───── DATA TO PROCESS

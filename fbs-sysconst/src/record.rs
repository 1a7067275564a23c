use std::fmt::{Display, Formatter};

use libc::c_long;

use crate::variant::{Radix, Variant};

/// Kind of kernel number, selects the name prefix.
#[derive(Debug, Clone, Copy, PartialEq, Eq)]
pub enum Category {
    Syscall,
    Ioctl,
}

impl Category {
    pub const fn tag(self) -> &'static str {
        match self {
            Category::Syscall => "SYS",
            Category::Ioctl => "IOC",
        }
    }
}

/// A named kernel number resolved from the target's headers.
#[derive(Debug, Clone, Copy, PartialEq, Eq)]
pub struct ConstantRecord {
    category: Category,
    name: &'static str,
    value: c_long,
}

impl ConstantRecord {
    pub const fn new(category: Category, name: &'static str, value: c_long) -> Self {
        Self { category, name, value }
    }

    #[inline]
    pub fn category(&self) -> Category {
        self.category
    }

    /// Symbol name as spelled in the kernel headers, without the tag.
    #[inline]
    pub fn name(&self) -> &'static str {
        self.name
    }

    #[inline]
    pub fn value(&self) -> c_long {
        self.value
    }

    pub fn prefixed_name(&self) -> String {
        format!("{}_{}", self.category.tag(), self.name)
    }

    pub fn declaration(&self, variant: Variant) -> Declaration<'_> {
        Declaration { record: self, variant }
    }
}

/// One `pub const` line of the table, without the trailing newline.
pub struct Declaration<'a> {
    record: &'a ConstantRecord,
    variant: Variant,
}

impl Display for Declaration<'_> {
    fn fmt(&self, f: &mut Formatter<'_>) -> std::fmt::Result {
        let record = self.record;
        write!(
            f,
            "pub const {}_{}: {} = ",
            record.category.tag(),
            record.name,
            self.variant.type_name()
        )?;

        // Hex of a negative value is its two's complement, like `%lx`.
        match self.variant.radix() {
            Radix::Decimal => write!(f, "{}", record.value)?,
            Radix::Hex => write!(f, "{:#x}", record.value)?,
        }

        f.write_str(";")
    }
}

#[cfg(test)]
mod tests {
    use super::*;

    #[test]
    fn prefixed_name_keeps_kernel_spelling() {
        let syscall = ConstantRecord::new(Category::Syscall, "io_uring_enter", 426);
        let ioctl = ConstantRecord::new(Category::Ioctl, "BLKGETSIZE64", 0x80081272);

        assert_eq!(syscall.prefixed_name(), "SYS_io_uring_enter");
        assert_eq!(ioctl.prefixed_name(), "IOC_BLKGETSIZE64");
    }

    #[test]
    fn plain_declaration() {
        let record = ConstantRecord::new(Category::Syscall, "epoll_create", 213);

        assert_eq!(
            record.declaration(Variant::Plain).to_string(),
            "pub const SYS_epoll_create: ::c_long = 213;"
        );
    }

    #[test]
    fn extended_declaration() {
        let syscall = ConstantRecord::new(Category::Syscall, "epoll_create", 213);
        let ioctl = ConstantRecord::new(Category::Ioctl, "BLKGETSIZE64", 0x80081272);

        assert_eq!(
            syscall.declaration(Variant::Extended).to_string(),
            "pub const SYS_epoll_create: c_long = 0xd5;"
        );
        assert_eq!(
            ioctl.declaration(Variant::Extended).to_string(),
            "pub const IOC_BLKGETSIZE64: c_long = 0x80081272;"
        );
    }

    #[test]
    fn negative_values() {
        let record = ConstantRecord::new(Category::Syscall, "bogus", -1);

        assert_eq!(
            record.declaration(Variant::Plain).to_string(),
            "pub const SYS_bogus: ::c_long = -1;"
        );
        assert_eq!(
            record.declaration(Variant::Extended).to_string(),
            format!("pub const SYS_bogus: c_long = 0x{};", "f".repeat(2 * std::mem::size_of::<c_long>()))
        );
    }
}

──────────

Which lines of the records hold the string "match"? Copy each one.

        match self {
        match self.variant.radix() {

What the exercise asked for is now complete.